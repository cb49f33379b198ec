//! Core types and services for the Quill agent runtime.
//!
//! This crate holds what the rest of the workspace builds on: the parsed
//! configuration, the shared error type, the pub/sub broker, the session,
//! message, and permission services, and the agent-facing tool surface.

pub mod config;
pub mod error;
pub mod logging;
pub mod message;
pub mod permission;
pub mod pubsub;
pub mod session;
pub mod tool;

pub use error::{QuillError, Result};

...

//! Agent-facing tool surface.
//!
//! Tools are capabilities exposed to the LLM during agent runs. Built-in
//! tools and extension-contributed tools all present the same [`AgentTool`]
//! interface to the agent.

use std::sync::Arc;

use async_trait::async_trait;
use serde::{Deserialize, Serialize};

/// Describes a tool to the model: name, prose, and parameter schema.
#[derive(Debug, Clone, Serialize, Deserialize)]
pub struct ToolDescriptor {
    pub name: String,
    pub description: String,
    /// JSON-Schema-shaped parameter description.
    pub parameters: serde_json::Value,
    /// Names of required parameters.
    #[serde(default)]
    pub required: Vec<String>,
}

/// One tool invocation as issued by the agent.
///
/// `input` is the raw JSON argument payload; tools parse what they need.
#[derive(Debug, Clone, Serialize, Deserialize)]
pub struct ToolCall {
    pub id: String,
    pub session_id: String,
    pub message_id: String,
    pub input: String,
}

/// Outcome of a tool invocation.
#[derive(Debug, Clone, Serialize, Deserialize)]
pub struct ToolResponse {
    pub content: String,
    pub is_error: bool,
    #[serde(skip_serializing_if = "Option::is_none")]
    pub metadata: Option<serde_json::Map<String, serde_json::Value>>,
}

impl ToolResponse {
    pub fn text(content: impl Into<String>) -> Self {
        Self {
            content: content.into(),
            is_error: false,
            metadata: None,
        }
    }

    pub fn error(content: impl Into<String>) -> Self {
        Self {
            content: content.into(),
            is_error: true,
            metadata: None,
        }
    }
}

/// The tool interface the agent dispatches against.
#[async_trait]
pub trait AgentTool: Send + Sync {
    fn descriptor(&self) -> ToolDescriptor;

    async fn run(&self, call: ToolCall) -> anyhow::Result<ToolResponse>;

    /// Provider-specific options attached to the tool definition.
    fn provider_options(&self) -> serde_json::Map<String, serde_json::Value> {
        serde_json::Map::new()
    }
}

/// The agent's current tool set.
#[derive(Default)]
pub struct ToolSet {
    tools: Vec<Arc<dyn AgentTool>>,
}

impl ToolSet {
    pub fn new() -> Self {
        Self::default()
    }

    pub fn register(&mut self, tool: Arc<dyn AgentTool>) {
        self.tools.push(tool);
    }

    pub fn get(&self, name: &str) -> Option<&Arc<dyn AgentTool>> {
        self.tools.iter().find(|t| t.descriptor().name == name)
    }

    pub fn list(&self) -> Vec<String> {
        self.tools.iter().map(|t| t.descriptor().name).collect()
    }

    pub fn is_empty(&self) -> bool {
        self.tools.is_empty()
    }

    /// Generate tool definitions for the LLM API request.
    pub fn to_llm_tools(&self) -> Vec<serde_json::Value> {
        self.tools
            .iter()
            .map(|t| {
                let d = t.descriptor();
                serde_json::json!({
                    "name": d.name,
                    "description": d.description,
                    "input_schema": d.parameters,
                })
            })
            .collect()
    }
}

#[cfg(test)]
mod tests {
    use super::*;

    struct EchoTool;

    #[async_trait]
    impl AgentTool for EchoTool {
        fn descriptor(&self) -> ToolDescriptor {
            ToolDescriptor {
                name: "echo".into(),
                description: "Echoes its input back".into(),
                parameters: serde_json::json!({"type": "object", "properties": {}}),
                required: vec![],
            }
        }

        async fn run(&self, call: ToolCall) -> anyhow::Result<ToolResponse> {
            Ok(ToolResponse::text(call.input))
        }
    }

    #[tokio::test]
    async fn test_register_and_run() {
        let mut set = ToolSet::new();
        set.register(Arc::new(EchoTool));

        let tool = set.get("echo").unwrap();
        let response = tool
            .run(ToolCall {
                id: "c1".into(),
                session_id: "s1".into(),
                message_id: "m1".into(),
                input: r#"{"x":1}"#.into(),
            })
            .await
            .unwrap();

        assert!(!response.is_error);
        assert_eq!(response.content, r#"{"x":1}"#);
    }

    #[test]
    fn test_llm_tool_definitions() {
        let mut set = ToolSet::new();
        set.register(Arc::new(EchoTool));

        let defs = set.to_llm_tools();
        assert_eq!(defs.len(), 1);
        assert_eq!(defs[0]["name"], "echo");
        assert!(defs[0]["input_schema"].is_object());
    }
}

# [Aim of the task]
In the records, locate each line holding the string "EchoTool" and copy it.

# [Response for this exercise]
    struct EchoTool;
    impl AgentTool for EchoTool {
        set.register(Arc::new(EchoTool));
        set.register(Arc::new(EchoTool));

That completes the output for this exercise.